Optimizing Urban Planning for Pedestrian Congestion
Over the years, with the increase in the number of people living in Sydney, the city itself becomes more congested and less comfortable for walking. One of the main concern in the city nowadays is the level of pedestrian congestion in the Sydney CBD during certain times. Therefore, improving the city to best accommodate the pedestrian flow is important.
In the Sydney CBD, it is often observed that there are certain areas of the urban pavement which is very congested. Pedestrians also have to walk around buildings causing people to have to walk in a certain route which leads to pedestrian congestion. With this problem, the research idea that I wanted to propose is a framework which implements the use of computational tools to optimize the structure of the city so that the quality of pedestrian qualities can be improved and thus ease pedestrian congestion.
The aim of the research is to create a computational workflow which could generate an urban pattern that could ease pedestrian congestion. To improve the city for a better pedestrian flow, the thought of restructuring the whole city is inefficient since it will take quite an amount of time and cost to build up a new city. Therefore, this research propose to create a short alternative route that exist within the building layout which does not require the restructuring of the whole city but rather on the building scale.
The objectives for this research idea besides to ease the pedestrian congestion is also to create a computational workflow which could generate the optimization. It also aims to improve the walkability of the city.
Creating a computational workflow which generates such pattern in the building scale provides urban planners and architects an easier way to design. To achieve the computational workflow that is aimed, generative algorithm could be used in the process.
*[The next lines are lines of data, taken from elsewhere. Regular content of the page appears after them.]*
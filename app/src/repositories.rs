//! Persistence seams for the services.
//!
//! Each trait exposes the handful of capabilities a service needs
//! (get-by-id, list, save, delete, exists). The `SeaOrm*` types back them
//! with a `DatabaseConnection`; tests may substitute in-memory fakes.

use crate::entities::transport_lines::LineType;
use crate::entities::{air_quality_zones, prelude::*, schedules, transport_lines};
use crate::error::Result;
use async_trait::async_trait;
use chrono::NaiveTime;
use sea_orm::{
    ActiveModelTrait, ColumnTrait, Condition, DatabaseConnection, EntityTrait, ModelTrait,
    PaginatorTrait, QueryFilter, QueryOrder, Set, TransactionTrait,
};
use tracing::debug;

/// A line together with the schedules it owns.
#[derive(Debug, Clone, PartialEq, Eq)]
pub struct LineWithSchedules {
    pub line: transport_lines::Model,
    pub schedules: Vec<schedules::Model>,
}

/// Mutable fields of a line, used for both insert and full replace.
#[derive(Debug, Clone)]
pub struct LineFields {
    pub name: String,
    pub line_type: LineType,
    pub line_status: transport_lines::LineStatus,
    pub description: Option<String>,
}

#[derive(Debug, Clone)]
pub struct NewSchedule {
    pub line_id: i64,
    pub station_from: String,
    pub station_to: String,
    pub departure_time: NaiveTime,
    pub arrival_time: NaiveTime,
}

#[async_trait]
pub trait LineRepository: Send + Sync {
    async fn find_all(&self) -> Result<Vec<LineWithSchedules>>;
    async fn find_by_id(&self, id: i64) -> Result<Option<LineWithSchedules>>;
    async fn find_by_type(&self, line_type: LineType) -> Result<Vec<LineWithSchedules>>;
    async fn find_by_name_containing(&self, fragment: &str) -> Result<Vec<LineWithSchedules>>;
    /// Exact, case-sensitive match. Returns the owning line id.
    async fn find_id_by_name(&self, name: &str) -> Result<Option<i64>>;
    async fn exists_by_id(&self, id: i64) -> Result<bool>;
    async fn insert(&self, fields: LineFields) -> Result<transport_lines::Model>;
    /// Returns `None` when no line has this id.
    async fn update(&self, id: i64, fields: LineFields) -> Result<Option<transport_lines::Model>>;
    /// Removes the line and its schedules. Returns `false` when nothing was deleted.
    async fn delete(&self, id: i64) -> Result<bool>;
}

#[async_trait]
pub trait ScheduleRepository: Send + Sync {
    async fn find_all(&self) -> Result<Vec<schedules::Model>>;
    async fn find_by_id(&self, id: i64) -> Result<Option<schedules::Model>>;
    async fn find_by_line_id(&self, line_id: i64) -> Result<Vec<schedules::Model>>;
    async fn find_by_station(&self, station: &str) -> Result<Vec<schedules::Model>>;
    /// Earliest departure on the line strictly later than `after`.
    async fn find_next_departure(
        &self,
        line_id: i64,
        after: NaiveTime,
    ) -> Result<Option<schedules::Model>>;
    async fn insert(&self, schedule: NewSchedule) -> Result<schedules::Model>;
    async fn delete(&self, id: i64) -> Result<bool>;
}

#[async_trait]
pub trait ZoneRepository: Send + Sync {
    async fn find_all(&self) -> Result<Vec<air_quality_zones::Model>>;
    async fn find_by_name_ignore_case(
        &self,
        zone_name: &str,
    ) -> Result<Option<air_quality_zones::Model>>;
    async fn zone_names(&self) -> Result<Vec<String>>;
}

// === SeaORM implementations ===

#[derive(Clone)]
pub struct SeaOrmLineRepository {
    db: DatabaseConnection,
}

impl SeaOrmLineRepository {
    pub fn new(db: DatabaseConnection) -> Self {
        Self { db }
    }
}

fn attach_schedules(
    rows: Vec<(transport_lines::Model, Vec<schedules::Model>)>,
) -> Vec<LineWithSchedules> {
    rows.into_iter()
        .map(|(line, schedules)| LineWithSchedules { line, schedules })
        .collect()
}

#[async_trait]
impl LineRepository for SeaOrmLineRepository {
    async fn find_all(&self) -> Result<Vec<LineWithSchedules>> {
        let rows = TransportLines::find()
            .order_by_asc(transport_lines::Column::Id)
            .find_with_related(Schedules)
            .all(&self.db)
            .await?;
        Ok(attach_schedules(rows))
    }

    async fn find_by_id(&self, id: i64) -> Result<Option<LineWithSchedules>> {
        let Some(line) = TransportLines::find_by_id(id).one(&self.db).await? else {
            return Ok(None);
        };
        let schedules = line
            .find_related(Schedules)
            .order_by_asc(schedules::Column::DepartureTime)
            .all(&self.db)
            .await?;
        Ok(Some(LineWithSchedules { line, schedules }))
    }

    async fn find_by_type(&self, line_type: LineType) -> Result<Vec<LineWithSchedules>> {
        let rows = TransportLines::find()
            .filter(transport_lines::Column::LineType.eq(line_type))
            .order_by_asc(transport_lines::Column::Id)
            .find_with_related(Schedules)
            .all(&self.db)
            .await?;
        Ok(attach_schedules(rows))
    }

    async fn find_by_name_containing(&self, fragment: &str) -> Result<Vec<LineWithSchedules>> {
        // Matched in Rust: SQLite's lower() only folds ASCII and LIKE treats % and _ as wildcards
        let needle = fragment.to_lowercase();
        let ids: Vec<i64> = TransportLines::find()
            .all(&self.db)
            .await?
            .into_iter()
            .filter(|line| line.name.to_lowercase().contains(&needle))
            .map(|line| line.id)
            .collect();
        if ids.is_empty() {
            return Ok(Vec::new());
        }

        let rows = TransportLines::find()
            .filter(transport_lines::Column::Id.is_in(ids))
            .order_by_asc(transport_lines::Column::Id)
            .find_with_related(Schedules)
            .all(&self.db)
            .await?;
        Ok(attach_schedules(rows))
    }

    async fn find_id_by_name(&self, name: &str) -> Result<Option<i64>> {
        let line = TransportLines::find()
            .filter(transport_lines::Column::Name.eq(name))
            .one(&self.db)
            .await?;
        Ok(line.map(|l| l.id))
    }

    async fn exists_by_id(&self, id: i64) -> Result<bool> {
        let count = TransportLines::find_by_id(id).count(&self.db).await?;
        Ok(count > 0)
    }

    async fn insert(&self, fields: LineFields) -> Result<transport_lines::Model> {
        let line = transport_lines::ActiveModel {
            name: Set(fields.name),
            line_type: Set(fields.line_type),
            line_status: Set(fields.line_status),
            description: Set(fields.description),
            ..Default::default()
        };
        Ok(line.insert(&self.db).await?)
    }

    async fn update(&self, id: i64, fields: LineFields) -> Result<Option<transport_lines::Model>> {
        let Some(existing) = TransportLines::find_by_id(id).one(&self.db).await? else {
            return Ok(None);
        };

        let mut active_line: transport_lines::ActiveModel = existing.into();
        active_line.name = Set(fields.name);
        active_line.line_type = Set(fields.line_type);
        active_line.line_status = Set(fields.line_status);
        active_line.description = Set(fields.description);

        Ok(Some(active_line.update(&self.db).await?))
    }

    async fn delete(&self, id: i64) -> Result<bool> {
        let txn = self.db.begin().await?;

        // Schedules first, the line row last
        let removed = Schedules::delete_many()
            .filter(schedules::Column::LineId.eq(id))
            .exec(&txn)
            .await?;
        let result = TransportLines::delete_by_id(id).exec(&txn).await?;

        txn.commit().await?;

        debug!(
            "Deleted line {} ({} rows) and {} schedules",
            id, result.rows_affected, removed.rows_affected
        );
        Ok(result.rows_affected > 0)
    }
}

#[derive(Clone)]
pub struct SeaOrmScheduleRepository {
    db: DatabaseConnection,
}

impl SeaOrmScheduleRepository {
    pub fn new(db: DatabaseConnection) -> Self {
        Self { db }
    }
}

#[async_trait]
impl ScheduleRepository for SeaOrmScheduleRepository {
    async fn find_all(&self) -> Result<Vec<schedules::Model>> {
        Ok(Schedules::find()
            .order_by_asc(schedules::Column::Id)
            .all(&self.db)
            .await?)
    }

    async fn find_by_id(&self, id: i64) -> Result<Option<schedules::Model>> {
        Ok(Schedules::find_by_id(id).one(&self.db).await?)
    }

    async fn find_by_line_id(&self, line_id: i64) -> Result<Vec<schedules::Model>> {
        Ok(Schedules::find()
            .filter(schedules::Column::LineId.eq(line_id))
            .order_by_asc(schedules::Column::DepartureTime)
            .all(&self.db)
            .await?)
    }

    async fn find_by_station(&self, station: &str) -> Result<Vec<schedules::Model>> {
        Ok(Schedules::find()
            .filter(
                Condition::any()
                    .add(schedules::Column::StationFrom.eq(station))
                    .add(schedules::Column::StationTo.eq(station)),
            )
            .order_by_asc(schedules::Column::DepartureTime)
            .all(&self.db)
            .await?)
    }

    async fn find_next_departure(
        &self,
        line_id: i64,
        after: NaiveTime,
    ) -> Result<Option<schedules::Model>> {
        Ok(Schedules::find()
            .filter(schedules::Column::LineId.eq(line_id))
            .filter(schedules::Column::DepartureTime.gt(after))
            .order_by_asc(schedules::Column::DepartureTime)
            .one(&self.db)
            .await?)
    }

    async fn insert(&self, schedule: NewSchedule) -> Result<schedules::Model> {
        let model = schedules::ActiveModel {
            line_id: Set(schedule.line_id),
            station_from: Set(schedule.station_from),
            station_to: Set(schedule.station_to),
            departure_time: Set(schedule.departure_time),
            arrival_time: Set(schedule.arrival_time),
            ..Default::default()
        };
        Ok(model.insert(&self.db).await?)
    }

    async fn delete(&self, id: i64) -> Result<bool> {
        let result = Schedules::delete_by_id(id).exec(&self.db).await?;
        Ok(result.rows_affected > 0)
    }
}

#[derive(Clone)]
pub struct SeaOrmZoneRepository {
    db: DatabaseConnection,
}

impl SeaOrmZoneRepository {
    pub fn new(db: DatabaseConnection) -> Self {
        Self { db }
    }
}

#[async_trait]
impl ZoneRepository for SeaOrmZoneRepository {
    async fn find_all(&self) -> Result<Vec<air_quality_zones::Model>> {
        Ok(AirQualityZones::find()
            .order_by_asc(air_quality_zones::Column::Id)
            .all(&self.db)
            .await?)
    }

    async fn find_by_name_ignore_case(
        &self,
        zone_name: &str,
    ) -> Result<Option<air_quality_zones::Model>> {
        let wanted = zone_name.trim().to_lowercase();
        Ok(self
            .find_all()
            .await?
            .into_iter()
            .find(|zone| zone.zone_name.to_lowercase() == wanted))
    }

    async fn zone_names(&self) -> Result<Vec<String>> {
        let zones = self.find_all().await?;
        Ok(zones.into_iter().map(|z| z.zone_name).collect())
    }
}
The research will most probably implements the use of python and grasshopper to produce the patterns, analyze them and optimize them using certain selected criterias.
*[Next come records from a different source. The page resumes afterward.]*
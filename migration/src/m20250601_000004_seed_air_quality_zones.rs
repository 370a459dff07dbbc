use sea_orm_migration::prelude::*;

#[derive(DeriveMigrationName)]
pub struct Migration;

#[async_trait::async_trait]
impl MigrationTrait for Migration {
    async fn up(&self, manager: &SchemaManager) -> Result<(), DbErr> {
        // Reference data only; the service never writes to this table
        manager
            .get_connection()
            .execute_unprepared(
                r#"
                INSERT OR IGNORE INTO air_quality_zones
                    (zone_name, aqi, status, pm10, no2, co2, o3, description)
                VALUES
                    ('Charguia 2', 156, 'Unhealthy', 98.4, 61.2, 612.0, 38.5,
                     'Industrial zone with heavy truck traffic and factory emissions'),
                    ('Tunis Center', 92, 'Moderate', 54.1, 47.8, 498.0, 41.3,
                     'Dense downtown traffic during rush hours'),
                    ('Sidi Bou Said', 34, 'Good', 18.7, 12.4, 405.0, 52.6,
                     'Coastal village with steady sea breeze'),
                    ('Ariana', 67, 'Moderate', 36.9, 29.5, 441.0, 45.0,
                     'Residential area with moderate commuter traffic');
                "#,
            )
            .await?;

        Ok(())
    }

    async fn down(&self, manager: &SchemaManager) -> Result<(), DbErr> {
        manager
            .get_connection()
            .execute_unprepared(
                r#"
                DELETE FROM air_quality_zones
                WHERE zone_name IN ('Charguia 2', 'Tunis Center', 'Sidi Bou Said', 'Ariana');
                "#,
            )
            .await?;

        Ok(())
    }
}
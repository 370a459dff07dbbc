#![allow(clippy::unwrap_used, clippy::expect_used)]

use cityhub::config::Config;
use cityhub::error::ServiceError;
use serial_test::serial;
use temp_env::with_vars;

const KEYS: [&str; 3] = ["DATABASE_URL", "REST_ADDR", "SOAP_ADDR"];

fn unset_all() -> Vec<(&'static str, Option<&'static str>)> {
    KEYS.iter().map(|k| (*k, None)).collect()
}

#[test]
#[serial]
fn test_defaults_when_nothing_is_set() {
    with_vars(unset_all(), || {
        let config = Config::from_env().unwrap();
        assert_eq!(
            config.database_url,
            "sqlite://data/city_services.db?mode=rwc"
        );
        assert_eq!(config.rest_addr.port(), 8080);
        assert_eq!(config.soap_addr.port(), 8081);
    });
}

#[test]
#[serial]
fn test_custom_values_are_used() {
    with_vars(
        [
            ("DATABASE_URL", Some("sqlite::memory:")),
            ("REST_ADDR", Some("127.0.0.1:9000")),
            ("SOAP_ADDR", Some("127.0.0.1:9001")),
        ],
        || {
            let config = Config::from_env().unwrap();
            assert_eq!(config.database_url, "sqlite::memory:");
            assert_eq!(config.rest_addr.to_string(), "127.0.0.1:9000");
            assert_eq!(config.soap_addr.to_string(), "127.0.0.1:9001");
        },
    );
}

#[test]
#[serial]
fn test_invalid_address_is_a_config_error() {
    with_vars(
        [
            ("DATABASE_URL", None),
            ("REST_ADDR", Some("not-an-address")),
            ("SOAP_ADDR", None),
        ],
        || {
            let err = Config::from_env().unwrap_err();
            assert!(matches!(err, ServiceError::Config(_)));
            assert_eq!(err.to_string(), "Configuration error: Invalid REST_ADDR");
        },
    );
}

#[test]
#[serial]
fn test_rest_and_soap_must_not_share_an_address() {
    with_vars(
        [
            ("DATABASE_URL", None),
            ("REST_ADDR", Some("127.0.0.1:7000")),
            ("SOAP_ADDR", Some("127.0.0.1:7000")),
        ],
        || {
            let err = Config::from_env().unwrap_err();
            assert!(matches!(err, ServiceError::Config(_)));
        },
    );
}
use crate::error::{Result, ServiceError};
use std::net::SocketAddr;

const DEFAULT_DATABASE_URL: &str = "sqlite://data/city_services.db?mode=rwc";
const DEFAULT_REST_ADDR: &str = "0.0.0.0:8080";
const DEFAULT_SOAP_ADDR: &str = "0.0.0.0:8081";

#[derive(Debug, Clone)]
pub struct Config {
    pub database_url: String,
    pub rest_addr: SocketAddr,
    pub soap_addr: SocketAddr,
}

impl Config {
    pub fn from_env() -> Result<Self> {
        dotenvy::dotenv().ok();

        let database_url =
            dotenvy::var("DATABASE_URL").unwrap_or_else(|_| DEFAULT_DATABASE_URL.to_string());

        let rest_addr = parse_env_addr("REST_ADDR", DEFAULT_REST_ADDR)?;
        let soap_addr = parse_env_addr("SOAP_ADDR", DEFAULT_SOAP_ADDR)?;

        if rest_addr == soap_addr {
            return Err(ServiceError::Config(format!(
                "REST_ADDR and SOAP_ADDR must differ (both {rest_addr})"
            )));
        }

        Ok(Config {
            database_url,
            rest_addr,
            soap_addr,
        })
    }
}

fn parse_env_addr(key: &str, default: &str) -> Result<SocketAddr> {
    dotenvy::var(key)
        .unwrap_or_else(|_| default.to_string())
        .parse::<SocketAddr>()
        .map_err(|_| ServiceError::Config(format!("Invalid {key}")))
}
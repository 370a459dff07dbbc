use crate::AppState;
use axum::extract::State;
use axum::http::{StatusCode, header};
use axum::response::{IntoResponse, Response};
use cityhub::error::{Result, ServiceError};
use cityhub::soap::{self, SoapFault, SoapRequest, SoapResponse};
use tracing::{debug, error, warn};

const XML_CONTENT_TYPE: &str = "text/xml; charset=utf-8";

fn xml(status: StatusCode, body: String) -> Response {
    (status, [(header::CONTENT_TYPE, XML_CONTENT_TYPE)], body).into_response()
}

async fn dispatch(state: &AppState, request: SoapRequest) -> Result<SoapResponse> {
    let response = match request {
        SoapRequest::GetAirQuality { zone_name } => {
            SoapResponse::GetAirQuality(state.air_quality.zone(&zone_name).await?)
        }
        SoapRequest::GetAllZones => SoapResponse::GetAllZones(state.air_quality.all_zones().await?),
        SoapRequest::CompareAirQuality { zone1, zone2 } => {
            SoapResponse::CompareAirQuality(state.air_quality.compare(&zone1, &zone2).await?)
        }
    };
    Ok(response)
}

fn fault_response(err: &ServiceError) -> Response {
    let fault = SoapFault::from(err);
    match err {
        ServiceError::Database(_) | ServiceError::Config(_) => error!("SOAP request failed: {}", err),
        _ => warn!("SOAP fault: {}", fault.message),
    }

    match soap::write_fault(&fault) {
        Ok(body) => xml(StatusCode::INTERNAL_SERVER_ERROR, body),
        Err(e) => {
            error!("Failed to write SOAP fault: {}", e);
            StatusCode::INTERNAL_SERVER_ERROR.into_response()
        }
    }
}

/// `POST /ws`: one envelope in, one envelope or fault out.
pub async fn handle_envelope(State(state): State<AppState>, body: String) -> Response {
    let outcome = match soap::parse_request(&body) {
        Ok(request) => {
            debug!("SOAP operation {}", request.operation());
            dispatch(&state, request).await
        }
        Err(e) => Err(e),
    };

    match outcome.and_then(|response| soap::write_response(&response)) {
        Ok(body) => xml(StatusCode::OK, body),
        Err(e) => fault_response(&e),
    }
}

pub async fn wsdl() -> Response {
    xml(StatusCode::OK, soap::WSDL.to_string())
}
With the rise of pedestrian congestion in the Sydney CBD, the case study to be use for this research will be a small area from the CBD. Using the existing city structure, the city will be analyzed using grasshopper before the computational workflow is developed. After the computational workflow is created, to test the accuracy of the tool, another area from Sydney that has the most pedestrian congestion will then be used.
As there has been no existing research regarding optimizing cities for pedestrian congestion, many early testings has to be done. Research on how the generative algorithms and what selected criterias for the generation also need to be further thought out for the experiment to work. Therefore, more detailed research on pedestrian flow in city planning needs to be explored.